Deutsche Bank chief executive Christian Sewing is under pressure from shareholders to hand over supervision of its troubled investment banking division, amid concern it may distract him from his main job steering a turnaround.
Top 20 shareholder Deka is the latest to call on Deutsche to end Mr Sewing’s dual role. It argued it is “unusual” for a chief executive to run such an “earnings-sensitive department” while also overseeing a restructuring that involves the loss of 18,000 jobs.
“It’s more appropriate to split the function given the bank is in a restructuring mode,” said Ingo Speich, head of corporate governance for the German investor. You can’t turn around in a quarter or two quarters what went wrong in a decade.”
Another top investor, who did not want to be named, said Mr Sewing is "crazy to try anything else" given the major overhaul ahead.

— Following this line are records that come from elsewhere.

//! Built-in UI handlers.
//!
//! The console has no real UI in this process; handlers track the state a
//! UI would show (current route, open file, last notification) and log what
//! they were asked to do.

use std::sync::Arc;

use parking_lot::RwLock;
use serde::{Deserialize, Serialize};
use serde_json::Value;
use tether_client::catalog::{inbound, legacy};
use tether_rpc::{CommandBus, CommandError, HandlerError, HandlerRegistry};
use tracing::info;

/// What the console is currently showing.
#[derive(Clone, Debug, Default, PartialEq, Eq, Serialize)]
#[serde(rename_all = "camelCase")]
pub struct UiContext {
    /// Current route.
    pub route: String,
    /// Workspace file open in the editor.
    #[serde(skip_serializing_if = "Option::is_none")]
    pub open_file: Option<String>,
    /// Most recent notification text.
    #[serde(skip_serializing_if = "Option::is_none")]
    pub last_notification: Option<String>,
}

/// Shared UI state mutated by handlers.
#[derive(Default)]
pub struct UiState {
    context: RwLock<UiContext>,
}

impl UiState {
    /// State starting on `route`.
    pub fn new(route: impl Into<String>) -> Self {
        Self {
            context: RwLock::new(UiContext {
                route: route.into(),
                ..UiContext::default()
            }),
        }
    }

    /// Current snapshot.
    pub fn snapshot(&self) -> UiContext {
        self.context.read().clone()
    }

    fn navigate(&self, path: String) {
        info!(path = %path, "navigating");
        self.context.write().route = path;
    }

    fn open_file(&self, path: String) {
        info!(path = %path, "opening workspace file");
        self.context.write().open_file = Some(path);
    }

    fn notify(&self, message: String, level: Option<&str>) {
        info!(level = level.unwrap_or("info"), message = %message, "notification");
        self.context.write().last_notification = Some(message);
    }
}

#[derive(Deserialize)]
struct PathParams {
    path: String,
}

#[derive(Deserialize)]
struct NotificationParams {
    message: String,
    #[serde(default)]
    level: Option<String>,
}

/// Register the inbound RPC methods and legacy commands.
pub fn register_all(registry: &HandlerRegistry, commands: &CommandBus, state: &Arc<UiState>) {
    let s = state.clone();
    registry.register_fn(inbound::GET_UI_CONTEXT, move |_| {
        let s = s.clone();
        async move {
            serde_json::to_value(s.snapshot()).map_err(|e| HandlerError::from_error(&e))
        }
    });

    let s = state.clone();
    registry.register_typed(inbound::NAVIGATE_TO_PAGE, move |p: PathParams| {
        let s = s.clone();
        async move {
            s.navigate(p.path);
            Ok::<_, HandlerError>(serde_json::json!({ "navigated": true }))
        }
    });

    let s = state.clone();
    registry.register_typed(inbound::OPEN_WORKSPACE_FILE, move |p: PathParams| {
        let s = s.clone();
        async move {
            if p.path.trim().is_empty() {
                return Err(HandlerError::invalid_params("path must not be empty"));
            }
            s.open_file(p.path);
            Ok::<_, HandlerError>(serde_json::json!({ "opened": true }))
        }
    });

    let s = state.clone();
    registry.register_typed(inbound::SHOW_NOTIFICATION, move |p: NotificationParams| {
        let s = s.clone();
        async move {
            s.notify(p.message, p.level.as_deref());
            Ok::<_, HandlerError>(Value::Null)
        }
    });

    let s = state.clone();
    commands.register_typed(legacy::NAVIGATE, move |p: PathParams| {
        let s = s.clone();
        async move {
            s.navigate(p.path);
            Ok::<_, CommandError>(())
        }
    });

    let s = state.clone();
    commands.register_typed(legacy::OPEN_FILE, move |p: PathParams| {
        let s = s.clone();
        async move {
            s.open_file(p.path);
            Ok::<_, CommandError>(())
        }
    });

    let s = state.clone();
    commands.register_typed(legacy::NOTIFICATION, move |p: NotificationParams| {
        let s = s.clone();
        async move {
            s.notify(p.message, p.level.as_deref());
            Ok::<_, CommandError>(())
        }
    });
}
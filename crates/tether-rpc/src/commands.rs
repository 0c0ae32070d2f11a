//! Legacy command bus.
//!
//! The older protocol pushes one-way `{type, data}` events. Each event is
//! delivered to at most one handler and never answered; failures are logged
//! and swallowed.

use std::collections::HashMap;
use std::future::Future;
use std::panic::AssertUnwindSafe;
use std::sync::Arc;

use async_trait::async_trait;
use futures::FutureExt;
use metrics::counter;
use parking_lot::RwLock;
use serde::de::DeserializeOwned;
use serde_json::Value;
use tracing::{debug, warn};

use crate::types::LegacyCommand;

/// Error returned by a legacy command handler.
#[derive(Debug, thiserror::Error)]
pub enum CommandError {
    /// The handler could not carry out the command.
    #[error("{message}")]
    Failed {
        /// Description.
        message: String,
    },
    /// The payload did not have the expected shape.
    #[error("invalid payload: {message}")]
    InvalidPayload {
        /// Deserialization error.
        message: String,
    },
}

impl CommandError {
    /// Shorthand for [`CommandError::Failed`].
    pub fn failed(message: impl Into<String>) -> Self {
        Self::Failed {
            message: message.into(),
        }
    }
}

/// What happened to a dispatched command.
#[derive(Clone, Debug, PartialEq, Eq)]
pub enum CommandOutcome {
    /// A handler ran to completion.
    Handled,
    /// No handler is registered for the name.
    Unhandled,
    /// The handler failed or panicked.
    Failed(String),
}

/// Handler for one legacy command name.
#[async_trait]
pub trait CommandHandler: Send + Sync {
    /// Handle the command payload (`Value::Null` when the frame had none).
    async fn handle(&self, payload: Value) -> Result<(), CommandError>;
}

struct FnCommand<F> {
    f: F,
}

#[async_trait]
impl<F, Fut> CommandHandler for FnCommand<F>
where
    F: Fn(Value) -> Fut + Send + Sync,
    Fut: Future<Output = Result<(), CommandError>> + Send,
{
    async fn handle(&self, payload: Value) -> Result<(), CommandError> {
        (self.f)(payload).await
    }
}

struct TypedCommand<P, F> {
    f: F,
    _marker: std::marker::PhantomData<fn(P)>,
}

#[async_trait]
impl<P, F, Fut> CommandHandler for TypedCommand<P, F>
where
    P: DeserializeOwned + Send + 'static,
    F: Fn(P) -> Fut + Send + Sync,
    Fut: Future<Output = Result<(), CommandError>> + Send,
{
    async fn handle(&self, payload: Value) -> Result<(), CommandError> {
        let payload: P =
            serde_json::from_value(payload).map_err(|e| CommandError::InvalidPayload {
                message: e.to_string(),
            })?;
        (self.f)(payload).await
    }
}

/// Name → handler table for legacy commands.
#[derive(Default)]
pub struct CommandBus {
    handlers: RwLock<HashMap<String, Arc<dyn CommandHandler>>>,
}

impl CommandBus {
    /// Create an empty bus.
    pub fn new() -> Self {
        Self::default()
    }

    /// Register a handler, replacing any previous one for `name`.
    pub fn register(&self, name: &str, handler: impl CommandHandler + 'static) {
        let _ = self
            .handlers
            .write()
            .insert(name.to_owned(), Arc::new(handler));
    }

    /// Register an async closure over the raw payload.
    pub fn register_fn<F, Fut>(&self, name: &str, f: F)
    where
        F: Fn(Value) -> Fut + Send + Sync + 'static,
        Fut: Future<Output = Result<(), CommandError>> + Send + 'static,
    {
        self.register(name, FnCommand { f });
    }

    /// Register an async closure over a deserialized payload.
    pub fn register_typed<P, F, Fut>(&self, name: &str, f: F)
    where
        P: DeserializeOwned + Send + 'static,
        F: Fn(P) -> Fut + Send + Sync + 'static,
        Fut: Future<Output = Result<(), CommandError>> + Send + 'static,
    {
        self.register(
            name,
            TypedCommand {
                f,
                _marker: std::marker::PhantomData,
            },
        );
    }

    /// Remove the handler for `name`. Returns whether one was registered.
    pub fn unregister(&self, name: &str) -> bool {
        self.handlers.write().remove(name).is_some()
    }

    /// Check whether a handler is registered for `name`.
    pub fn has_command(&self, name: &str) -> bool {
        self.handlers.read().contains_key(name)
    }

    /// Registered command names (sorted).
    pub fn commands(&self) -> Vec<String> {
        let mut names: Vec<String> = self.handlers.read().keys().cloned().collect();
        names.sort();
        names
    }

    /// Deliver a command to its handler.
    pub async fn dispatch(&self, command: LegacyCommand) -> CommandOutcome {
        let LegacyCommand { name, payload } = command;
        counter!("legacy_commands_total", "command" => name.clone()).increment(1);

        let handler = self.handlers.read().get(&name).cloned();
        let Some(handler) = handler else {
            debug!(command = %name, "no handler for legacy command, dropping");
            return CommandOutcome::Unhandled;
        };

        match AssertUnwindSafe(handler.handle(payload)).catch_unwind().await {
            Ok(Ok(())) => {
                debug!(command = %name, "legacy command handled");
                CommandOutcome::Handled
            }
            Ok(Err(e)) => {
                warn!(command = %name, error = %e, "legacy command handler failed");
                counter!("legacy_command_errors_total", "command" => name).increment(1);
                CommandOutcome::Failed(e.to_string())
            }
            Err(_) => {
                warn!(command = %name, "legacy command handler panicked");
                counter!("legacy_command_errors_total", "command" => name).increment(1);
                CommandOutcome::Failed("handler panicked".into())
            }
        }
    }
}
//! Runtime configuration of a [`crate::Connection`].

use std::time::Duration;

use tether_core::backoff::ReconnectPolicy;
use tether_settings::ChannelSettings;

/// Knobs the connection manager reads at runtime.
#[derive(Clone, Debug, PartialEq, Eq)]
pub struct ConnectionConfig {
    /// Backend endpoint.
    pub url: String,
    /// Reconnection bounds.
    pub reconnect: ReconnectPolicy,
    /// Interval between keepalive pings.
    pub ping_interval: Duration,
    /// Inbound silence tolerated before the transport is considered dead.
    pub pong_timeout: Duration,
    /// Upper bound on one inbound handler run.
    pub handler_timeout: Duration,
    /// Timeout for outbound calls that don't specify one.
    pub default_call_timeout: Duration,
    /// Capacity of the outbound frame queue.
    pub outbound_queue: usize,
}

impl Default for ConnectionConfig {
    fn default() -> Self {
        Self::from(&ChannelSettings::default())
    }
}

impl From<&ChannelSettings> for ConnectionConfig {
    fn from(settings: &ChannelSettings) -> Self {
        Self {
            url: settings.url.clone(),
            reconnect: settings.reconnect.clone(),
            ping_interval: settings.ping_interval(),
            pong_timeout: settings.pong_timeout(),
            handler_timeout: settings.handler_timeout(),
            default_call_timeout: settings.default_call_timeout(),
            outbound_queue: settings.outbound_queue.max(1),
        }
    }
}
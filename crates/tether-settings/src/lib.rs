//! # tether-settings
//!
//! Channel configuration loaded from three layers (in priority order):
//! 1. **Compiled defaults**: [`ChannelSettings::default()`]
//! 2. **User file**: `~/.tether/settings.json` (deep-merged over defaults)
//! 3. **Environment variables**: `TETHER_*` overrides (highest priority)

#![deny(unsafe_code)]

pub mod errors;
pub mod loader;
pub mod types;

pub use errors::{Result, SettingsError};
pub use loader::{deep_merge, load_settings, load_settings_from_path, settings_path};
pub use types::ChannelSettings;
//! Outbound RPC client.
//!
//! [`RpcClient::call`] sends one request over the live connection and waits
//! for the correlated response. Calls are never queued while disconnected
//! and never retried.

use std::time::{Duration, Instant};

use metrics::{counter, histogram};
use serde::Serialize;
use serde::de::DeserializeOwned;
use serde_json::Value;
use tether_rpc::{RequestId, RpcRequest};
use tracing::{debug, warn};

use crate::catalog::MethodSpec;
use crate::connection::Connection;
use crate::metrics as names;

/// Why an outbound call produced no result.
#[derive(Debug, thiserror::Error)]
pub enum CallError {
    /// No live transport; nothing was sent.
    #[error("not connected")]
    NotConnected,
    /// No response within the call's timeout.
    #[error("request '{method}' timed out after {timeout_ms}ms")]
    Timeout {
        /// Method that timed out.
        method: String,
        /// Timeout that elapsed.
        timeout_ms: u64,
    },
    /// The backend answered with an error object.
    #[error("remote error {code}: {message}")]
    Remote {
        /// Error code.
        code: i64,
        /// Error message.
        message: String,
        /// Optional detail.
        data: Option<Value>,
    },
    /// The transport dropped before a response arrived.
    #[error("connection lost before a response arrived")]
    ConnectionLost,
    /// The connection was closed locally before a response arrived.
    #[error("connection closed by the client")]
    Disconnected,
    /// Params or result did not (de)serialize.
    #[error("serialization error: {0}")]
    Serialization(String),
    /// The pending entry went away without being settled.
    #[error("call abandoned without a response")]
    Abandoned,
}

impl CallError {
    /// Short label for metrics.
    pub fn kind(&self) -> &'static str {
        match self {
            Self::NotConnected => "not_connected",
            Self::Timeout { .. } => "timeout",
            Self::Remote { .. } => "remote",
            Self::ConnectionLost => "connection_lost",
            Self::Disconnected => "disconnected",
            Self::Serialization(_) => "serialization",
            Self::Abandoned => "abandoned",
        }
    }
}

/// Issues calls to the backend over a [`Connection`].
#[derive(Clone)]
pub struct RpcClient {
    connection: Connection,
}

impl RpcClient {
    /// Bind a client to `connection`.
    pub fn new(connection: Connection) -> Self {
        Self { connection }
    }

    /// The underlying connection.
    pub fn connection(&self) -> &Connection {
        &self.connection
    }

    /// Call `method` and wait for its result.
    ///
    /// Without an explicit `timeout`, catalog methods use their own default
    /// and anything else uses the connection's default call timeout.
    /// Dropping the returned future abandons the call; a late response is
    /// then ignored.
    pub async fn call(
        &self,
        method: &str,
        params: Option<Value>,
        timeout: Option<Duration>,
    ) -> Result<Value, CallError> {
        let timeout = timeout.unwrap_or_else(|| {
            MethodSpec::lookup(method)
                .map_or(self.connection.config().default_call_timeout, |spec| spec.timeout)
        });
        counter!(names::OUTBOUND_REQUESTS_TOTAL, "method" => method.to_owned()).increment(1);
        let start = Instant::now();

        let result = self.exchange(method, params, timeout).await;

        histogram!(names::OUTBOUND_DURATION_SECONDS, "method" => method.to_owned())
            .record(start.elapsed().as_secs_f64());
        if let Err(e) = &result {
            counter!(names::OUTBOUND_ERRORS_TOTAL, "method" => method.to_owned(), "error_type" => e.kind())
                .increment(1);
            debug!(method, error = %e, "outbound call failed");
        }
        result
    }

    /// Call with typed params and result.
    ///
    /// Params serializing to `null` (e.g. `()`) are omitted from the request.
    pub async fn call_typed<P, R>(
        &self,
        method: &str,
        params: &P,
        timeout: Option<Duration>,
    ) -> Result<R, CallError>
    where
        P: Serialize + ?Sized,
        R: DeserializeOwned,
    {
        let params =
            serde_json::to_value(params).map_err(|e| CallError::Serialization(e.to_string()))?;
        let params = (!params.is_null()).then_some(params);
        let value = self.call(method, params, timeout).await?;
        serde_json::from_value(value).map_err(|e| {
            CallError::Serialization(format!("unexpected result for '{method}': {e}"))
        })
    }

    /// Call a catalog method with its default timeout.
    pub async fn call_method(
        &self,
        spec: &MethodSpec,
        params: Option<Value>,
    ) -> Result<Value, CallError> {
        self.call(spec.name, params, Some(spec.timeout)).await
    }

    async fn exchange(
        &self,
        method: &str,
        params: Option<Value>,
        timeout: Duration,
    ) -> Result<Value, CallError> {
        if !self.connection.is_connected() {
            return Err(CallError::NotConnected);
        }

        let id = RequestId::from(self.connection.next_id());
        let request = RpcRequest::new(id.clone(), method, params);
        let text =
            serde_json::to_string(&request).map_err(|e| CallError::Serialization(e.to_string()))?;

        // Dropping the guard (timeout, cancellation, early return) removes the entry.
        let (rx, _guard) = self.connection.pending().register(id);
        let exchange = async {
            if !self.connection.enqueue(text).await {
                return Err(CallError::NotConnected);
            }
            rx.await.unwrap_or(Err(CallError::Abandoned))
        };

        if let Ok(result) = tokio::time::timeout(timeout, exchange).await {
            result
        } else {
            let timeout_ms = timeout.as_millis() as u64;
            warn!(method, timeout_ms, "outbound call timed out");
            Err(CallError::Timeout {
                method: method.to_owned(),
                timeout_ms,
            })
        }
    }
}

Their comments come days after European regulators were said to be privately demanding Mr Sewing lose the investment role.
Deutsche said “there are presently no plans to change management board responsibility for our investment bank”.
Former investment banking boss Garth Ritchie, who joined the lender in 1996 and was last year paid more than the chief executive – taking home €8.6m (£7.4m) – left in July just before deep cost-cutting measures.
Mr Speich said he does not agree with recent calls by Qatar’s sovereign wealth fund, a major Deutsche Bank sharheolder, for chairman Paul Achleitner to step down. “It is not our current opinion that the chairman should leave, what we want to see is succession planning,” he said. “The bank needs time to get restructuring done.”